#### Problem to work on
Every line between the top of the data below and the line with "still-photo request queue.", both ends included, must be retyped exactly.

#### Task data

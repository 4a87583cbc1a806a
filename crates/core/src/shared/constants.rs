//! Default tuning values for the capture gate. Runtime configuration lives
//! in [`crate::shared::config::GateConfig`]; these are its defaults.

/// Smallest acceptable face, per axis.
pub const MIN_FACE_WIDTH: u32 = 100;
pub const MIN_FACE_HEIGHT: u32 = 100;

/// Largest acceptable face, per axis.
pub const MAX_FACE_WIDTH: u32 = 800;
pub const MAX_FACE_HEIGHT: u32 = 800;

/// Normalized camera frames are downscaled to fit within these bounds.
pub const MAX_PHOTO_WIDTH: u32 = 960;
pub const MAX_PHOTO_HEIGHT: u32 = 800;

/// Mean gradient magnitude at or below this value counts as blurred.
pub const SHARPNESS_THRESHOLD: f64 = 22.0;

/// Accepted still photos are shrunk toward this encoded-size cap (1 MiB).
pub const PHOTO_BYTE_LIMIT: usize = 1024 * 1024;

/// Face centers closer than this between consecutive accepted frames are
/// treated as a static subject.
pub const MIN_CENTER_DISTANCE: f64 = 10.0;

/// Consecutive valid frames required before a streamed capture is accepted.
pub const REQUIRED_STREAK: u32 = 3;

/// Progress scale reported to callers (degrees of a full circle).
pub const PROGRESS_UNIT: u32 = 360;

/// Capacity of the streaming frame queue; one slot makes `try_send` the
/// busy gate.
pub const FRAME_QUEUE_CAPACITY: usize = 1;

/// Capacity of the still-photo request queue.
pub const STILL_QUEUE_CAPACITY: usize = 16;
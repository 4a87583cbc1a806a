use std::path::{Path, PathBuf};

use image::RgbImage;

use crate::artifact::domain::artifact_sink::{ArtifactError, ArtifactSink};
use crate::shared::frame::Frame;

/// Writes accepted captures as JPEG files under a base directory and returns
/// the absolute path as the artifact reference.
pub struct JpegArtifactSink {
    base_dir: PathBuf,
}

impl JpegArtifactSink {
    pub fn new(base_dir: impl Into<PathBuf>) -> Self {
        Self {
            base_dir: base_dir.into(),
        }
    }

    /// Sink rooted at the platform-local app data directory.
    pub fn in_default_dir() -> Result<Self, ArtifactError> {
        Ok(Self::new(default_artifact_dir()?))
    }
}

impl ArtifactSink for JpegArtifactSink {
    fn save(&self, frame: &Frame, name: &str) -> Result<String, ArtifactError> {
        std::fs::create_dir_all(&self.base_dir).map_err(|source| ArtifactError::Write {
            name: self.base_dir.display().to_string(),
            source,
        })?;

        let path = self.base_dir.join(name);
        let img = RgbImage::from_raw(frame.width(), frame.height(), frame.data().to_vec())
            .ok_or_else(|| {
                ArtifactError::Encode("frame buffer does not match its dimensions".into())
            })?;
        img.save(&path).map_err(|e| match e {
            image::ImageError::IoError(source) => ArtifactError::Write {
                name: path.display().to_string(),
                source,
            },
            other => ArtifactError::Encode(other.to_string()),
        })?;

        log::debug!("capture saved to {}", path.display());
        Ok(path.display().to_string())
    }
}

/// `<local app data>/facegate/captures`, the default home for captures.
pub fn default_artifact_dir() -> Result<PathBuf, ArtifactError> {
    let base = dirs::data_local_dir().ok_or_else(|| {
        ArtifactError::Encode("no local data directory on this platform".into())
    })?;
    Ok(base.join("facegate").join("captures"))
}

/// True when the sink would overwrite `name` in `base_dir`.
pub fn artifact_exists(base_dir: &Path, name: &str) -> bool {
    base_dir.join(name).exists()
}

#### Answer for the task
repository 4a87583cbc1a806a
filename crates/core/src/shared/constants.rs
//! Default tuning values for the capture gate. Runtime configuration lives
//! in [`crate::shared::config::GateConfig`]; these are its defaults.

/// Smallest acceptable face, per axis.
pub const MIN_FACE_WIDTH: u32 = 100;
pub const MIN_FACE_HEIGHT: u32 = 100;

/// Largest acceptable face, per axis.
pub const MAX_FACE_WIDTH: u32 = 800;
pub const MAX_FACE_HEIGHT: u32 = 800;

/// Normalized camera frames are downscaled to fit within these bounds.
pub const MAX_PHOTO_WIDTH: u32 = 960;
pub const MAX_PHOTO_HEIGHT: u32 = 800;

/// Mean gradient magnitude at or below this value counts as blurred.
pub const SHARPNESS_THRESHOLD: f64 = 22.0;

/// Accepted still photos are shrunk toward this encoded-size cap (1 MiB).
pub const PHOTO_BYTE_LIMIT: usize = 1024 * 1024;

/// Face centers closer than this between consecutive accepted frames are
/// treated as a static subject.
pub const MIN_CENTER_DISTANCE: f64 = 10.0;

/// Consecutive valid frames required before a streamed capture is accepted.
pub const REQUIRED_STREAK: u32 = 3;

/// Progress scale reported to callers (degrees of a full circle).
pub const PROGRESS_UNIT: u32 = 360;

/// Capacity of the streaming frame queue; one slot makes `try_send` the
/// busy gate.
pub const FRAME_QUEUE_CAPACITY: usize = 1;

/// Capacity of the still-photo request queue.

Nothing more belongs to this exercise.